Q: Why did paddy wear two condoms?
A: to be sure, to be sure

Mr E Discharge said...

For Shame!

All this talk of drink.

Today should be about going out and beating the shit out of Protestants.

Followed by drinks.

Ramon Insertnamehere said...

Mindless violence, followed by alcohol!

It's no wonder St Patrick's Day is so popular!!

Mad Cat Lady said...

Is it okay if I just continue on with Mindless and then drunk? I punch like a girl.

Ramon Insertnamehere said...

I punch like a girl.

You should talk to Alex about that, MCL.

Apparently she packs a mean wallop.

Alex said...

Ramon, I haven't been in an altercation since I gave up the grog (a sad thing to bring up at this time of year, but there you go). Despite being fitter and healthier than I've ever been, I'm now just a big fluffy push-over.

MCL, If you're worried about your punching technique, try focusing on improving striking with your elbows, knees and forehead. They do more damage, you won't risk breaking your knuckles and they let you fight from a distance that most other people aren't comfortable with - which is handy if you're facing off against blokes, who are normally bigger, stronger and have a dominant reach.

Kettle said...

Ramon for a moment I thought it must be Poetry Slam Friday, so poetic were your words.

Boogeyman said...

I haven't been in an altercation since I gave up the grog

Alex, are you sure just didn't go on Ladette to Lady to turn your life around?

Alex said...

Using the term "lady" like that might be stretching it a tad, Boogey. And it's more like "Complete cunt to reclusive geek by way of fat drunk".

Now there's a reality show that I bet people would watch.

catlick said...

I'm developing a crush on Alex.

Ramon Insertnamehere said...

I think we all are, Catlick.

Lewd Bob said...

Another Pogues drinking song can be viewed here

This one is in my top 5 songs of all time.

All time.

Including the 19th century.

WitchOne said...

Holy shit, Alex, are you Teresa?
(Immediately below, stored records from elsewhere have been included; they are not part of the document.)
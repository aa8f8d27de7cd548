//! Locals introduced by earlier statements of a `then` block.
//!
//! Only statements that end before the position count. Inside a nested
//! block, the enclosing blocks' earlier statements count too; declarations
//! inside an earlier, already closed block do not.

use std::ops::ControlFlow;

use rustc_hash::{FxHashMap, FxHashSet};
use smol_str::SmolStr;

use super::DeclarationProvider;
use crate::base::{FileId, TextSize};
use crate::hir::error::ScopeResult;
use crate::hir::resolve::{ResolveCtx, SymbolVisitor};
use crate::hir::symbols::{Origin, SourceLocation, Symbol, SymbolKind};
use crate::hir::types::{PrimitiveType, TypeRef};
use crate::syntax::{Expr, ExprKind, Literal, Rule, Statement, StatementKind, is_identifier};

/// Locals visible at `position` inside `rule`, nearest introduction first.
///
/// Each name appears once; a later introduction shadows an earlier one.
pub fn local_variables_at(rule: &Rule, file_id: FileId, position: TextSize) -> Vec<Symbol> {
    if !rule.action.range.contains_inclusive(position) {
        return Vec::new();
    }
    let mut preceding = Vec::new();
    preceding_statements(&rule.action.statements, position, &mut preceding);

    // Forward pass: types may refer to earlier locals.
    let mut env: FxHashMap<SmolStr, TypeRef> = FxHashMap::default();
    let mut introduced: Vec<(SmolStr, TypeRef, &Statement)> = Vec::new();
    for statement in preceding {
        let (name, ty) = match &statement.kind {
            StatementKind::LocalDecl { name, type_name, init } => {
                let written = type_name
                    .as_deref()
                    .filter(|t| *t != "var")
                    .map(TypeRef::parse);
                let ty = written
                    .or_else(|| init.as_ref().map(|e| infer_type(e, &env)))
                    .unwrap_or(TypeRef::Unknown);
                (name, ty)
            }
            StatementKind::Assignment { target, value } => {
                // Re-assigning a known local does not introduce it again.
                if !is_identifier(target) || env.contains_key(target) {
                    continue;
                }
                (target, infer_type(value, &env))
            }
            StatementKind::Expr(_) | StatementKind::Block(_) => continue,
        };
        env.insert(name.clone(), ty.clone());
        introduced.push((name.clone(), ty, statement));
    }

    let mut seen: FxHashSet<SmolStr> = FxHashSet::default();
    introduced
        .into_iter()
        .rev()
        .filter(|(name, _, _)| seen.insert(name.clone()))
        .map(|(name, ty, statement)| {
            Symbol::new(
                name,
                SymbolKind::Variable,
                Origin::LocalVariable,
                SourceLocation::tree(file_id, statement.range),
            )
            .with_type(ty)
            .with_container(rule.name.clone())
        })
        .collect()
}

/// Collect, in source order, the statements whose effects are visible at
/// `position`: earlier siblings at every level down to the innermost block
/// containing it.
fn preceding_statements<'a>(
    statements: &'a [Statement],
    position: TextSize,
    out: &mut Vec<&'a Statement>,
) {
    for statement in statements {
        if statement.range.contains(position) {
            if let StatementKind::Block(inner) = &statement.kind {
                preceding_statements(inner, position, out);
            }
            return;
        }
        if statement.range.end() > position {
            return;
        }
        out.push(statement);
    }
}

/// Best-effort static type of an initializer.
fn infer_type(expr: &Expr, env: &FxHashMap<SmolStr, TypeRef>) -> TypeRef {
    match &expr.kind {
        ExprKind::Literal(literal) => match literal {
            Literal::Int(_) => TypeRef::Primitive(PrimitiveType::Int),
            Literal::Long(_) => TypeRef::Primitive(PrimitiveType::Long),
            Literal::Double(_) => TypeRef::Primitive(PrimitiveType::Double),
            Literal::Bool(_) => TypeRef::Primitive(PrimitiveType::Boolean),
            Literal::Char(_) => TypeRef::Primitive(PrimitiveType::Char),
            Literal::Str(_) => TypeRef::string(),
            Literal::Null => TypeRef::Unknown,
        },
        ExprKind::New { type_name, .. } | ExprKind::Cast { type_name, .. } => {
            TypeRef::parse(type_name)
        }
        ExprKind::Name(name) => env.get(name).cloned().unwrap_or(TypeRef::Unknown),
        ExprKind::Call { .. } | ExprKind::Field { .. } | ExprKind::Opaque(_) => TypeRef::Unknown,
    }
}

/// Locals of the enclosing `then` block.
#[derive(Clone, Copy, Debug, Default)]
pub struct LocalVariableProvider;

impl DeclarationProvider for LocalVariableProvider {
    fn origin(&self) -> Origin {
        Origin::LocalVariable
    }

    fn contribute(
        &self,
        ctx: &ResolveCtx<'_>,
        visitor: &mut dyn SymbolVisitor,
    ) -> ScopeResult<ControlFlow<()>> {
        let Some((_, rule)) = ctx.enclosing_action() else {
            return Ok(ControlFlow::Continue(()));
        };
        for symbol in local_variables_at(rule, ctx.snapshot.file_id(), ctx.position()) {
            emit!(ctx, visitor, symbol);
        }
        Ok(ControlFlow::Continue(()))
    }
}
If so, I'm running out of chicken soup.

If you aren't Teresa, my apologies, you need to stop speaking like her, whoever you are.
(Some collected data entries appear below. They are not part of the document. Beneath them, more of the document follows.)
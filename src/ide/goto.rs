//! Go-to-definition implementation.

use std::ops::ControlFlow;
use std::sync::Arc;

use crate::base::{FileId, TextRange, TextSize};
use crate::hir::{
    FileSnapshot, Origin, ResolveRequest, ScopeResolver, ScopeResult, Symbol, SymbolKind,
    TypeLookup,
};

/// Result of a go-to-definition request.
#[derive(Clone, Debug, PartialEq, Eq)]
pub struct GotoResult {
    pub targets: Vec<GotoTarget>,
}

impl GotoResult {
    /// Create an empty result (no targets found).
    pub fn empty() -> Self {
        Self { targets: Vec::new() }
    }

    pub fn single(target: GotoTarget) -> Self {
        Self { targets: vec![target] }
    }

    pub fn is_empty(&self) -> bool {
        self.targets.is_empty()
    }
}

/// A target location for go-to-definition.
#[derive(Clone, Debug, PartialEq, Eq)]
pub struct GotoTarget {
    pub file: FileId,
    pub range: TextRange,
    pub kind: SymbolKind,
    pub name: Arc<str>,
    pub origin: Origin,
}

impl GotoTarget {
    /// `None` for symbols declared outside rule files (host types,
    /// packages).
    pub fn from_symbol(symbol: &Symbol) -> Option<Self> {
        let (file, range) = symbol.location.tree_range()?;
        Some(Self {
            file,
            range,
            kind: symbol.kind,
            name: Arc::from(symbol.name.as_str()),
            origin: symbol.origin,
        })
    }
}

/// Find where `name`, referenced at `position`, is declared.
///
/// Takes the highest-precedence symbol that has a location in a rule file;
/// names that only resolve to host types yield an empty result.
pub fn goto_definition(
    resolver: &ScopeResolver,
    snapshot: &FileSnapshot,
    types: &dyn TypeLookup,
    position: TextSize,
    name: &str,
) -> ScopeResult<GotoResult> {
    let request = ResolveRequest::at(position).named(name);
    let mut target = None;
    resolver.resolve(snapshot, types, &request, &mut |symbol: Symbol| {
        match GotoTarget::from_symbol(&symbol) {
            Some(found) => {
                target = Some(found);
                ControlFlow::Break(())
            }
            None => ControlFlow::Continue(()),
        }
    })?;
    Ok(target.map_or_else(GotoResult::empty, GotoResult::single))
}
Ramon Insertnamehere said...

I think Alex is in fact Alex, Witchie.

Alex said...

Yes Witchy, (is it Witchy or Witchie) I'm afraid that unless Teresa's real name is Alex, I am most definitely not her.

I do like chicken soup, though. Especially if it's the creamy and noodley kind.
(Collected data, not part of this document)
//! Resolver configuration.
//!
//! Everything language-specific that is a table rather than an algorithm
//! lives here: provider precedence, implicit variables and the container
//! types unwrapped by OOPath segments.

use smol_str::SmolStr;

use super::symbols::Origin;
use super::types::SearchScope;

/// A predeclared action-section variable whose type is probed from an
/// ordered list of candidate host types.
#[derive(Clone, Debug, PartialEq, Eq)]
#[cfg_attr(feature = "serde", derive(serde::Serialize, serde::Deserialize))]
pub struct ImplicitVariable {
    pub name: SmolStr,
    /// Qualified type names, highest priority first.
    pub candidates: Vec<SmolStr>,
    /// Members of the resolved type are also visible unqualified.
    #[cfg_attr(feature = "serde", serde(default))]
    pub exposes_members: bool,
}

impl ImplicitVariable {
    pub fn new(name: &str, candidates: &[&str]) -> Self {
        Self {
            name: name.into(),
            candidates: candidates.iter().map(|c| SmolStr::from(*c)).collect(),
            exposes_members: false,
        }
    }

    /// Mark this variable as the helper whose methods are callable bare.
    pub fn exposing_members(mut self) -> Self {
        self.exposes_members = true;
        self
    }
}

#[derive(Clone, Debug, PartialEq, Eq)]
#[cfg_attr(feature = "serde", derive(serde::Serialize, serde::Deserialize))]
#[cfg_attr(feature = "serde", serde(default))]
pub struct ResolveConfig {
    /// Providers in the order the driver runs them.
    pub provider_order: Vec<Origin>,
    pub implicit_variables: Vec<ImplicitVariable>,
    /// Parameterized types whose element type OOPath segments bind to.
    pub container_types: Vec<SmolStr>,
    /// Packages imported into every file.
    pub implicit_packages: Vec<SmolStr>,
    /// Accumulate functions whose result is integer-like.
    pub integer_aggregates: Vec<SmolStr>,
    pub search_scope: SearchScope,
}

impl Default for ResolveConfig {
    fn default() -> Self {
        Self {
            provider_order: Origin::ALL.to_vec(),
            implicit_variables: vec![
                ImplicitVariable::new("kcontext", &["org.kie.api.runtime.rule.RuleContext"]),
                ImplicitVariable::new(
                    "drools",
                    &[
                        "org.drools.core.spi.KnowledgeHelper",
                        "org.drools.core.rule.consequence.KnowledgeHelper",
                        "org.kie.api.runtime.rule.RuleContext",
                    ],
                )
                .exposing_members(),
            ],
            container_types: [
                "org.drools.ruleunits.api.DataStore",
                "org.drools.ruleunits.api.DataStream",
                "org.drools.ruleunits.api.SingletonStore",
                "org.drools.ruleunits.api.DataSource",
            ]
            .into_iter()
            .map(SmolStr::from)
            .collect(),
            implicit_packages: vec![SmolStr::new_static("java.lang")],
            integer_aggregates: ["sum", "average", "min", "max", "count"]
                .into_iter()
                .map(SmolStr::from)
                .collect(),
            search_scope: SearchScope::default(),
        }
    }
}

impl ResolveConfig {
    pub fn new() -> Self {
        Self::default()
    }

    /// Replace the provider order. Duplicates keep their first position and
    /// omitted providers do not run.
    pub fn with_provider_order(mut self, order: impl IntoIterator<Item = Origin>) -> Self {
        let mut seen = Vec::new();
        for origin in order {
            if !seen.contains(&origin) {
                seen.push(origin);
            }
        }
        self.provider_order = seen;
        self
    }

    pub fn with_implicit_variables(mut self, variables: Vec<ImplicitVariable>) -> Self {
        self.implicit_variables = variables;
        self
    }

    pub fn with_container_types(mut self, containers: &[&str]) -> Self {
        self.container_types = containers.iter().map(|c| SmolStr::from(*c)).collect();
        self
    }

    pub fn with_implicit_packages(mut self, packages: &[&str]) -> Self {
        self.implicit_packages = packages.iter().map(|p| SmolStr::from(*p)).collect();
        self
    }

    pub fn with_search_scope(mut self, scope: SearchScope) -> Self {
        self.search_scope = scope;
        self
    }

    pub fn is_integer_aggregate(&self, function: &str) -> bool {
        self.integer_aggregates.iter().any(|f| f == function)
    }
}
Mmmm. Might pick some up this arvo.

WitchOne said...

I prefer Witchy but others prefer Witchie and frankly I've never seen fit to care too much.

No, Teresa has a daughter called Alex and it would be just like her to be in the same place as me and not tell me she's there.

Her chicken soup wasn't creamy or noodley but it was exactly what I needed in my miserable fluey state this week.

Alex said...

Well, I hope you start feeling better at any rate, Witchy.

Melba said...

Ramon stole my line.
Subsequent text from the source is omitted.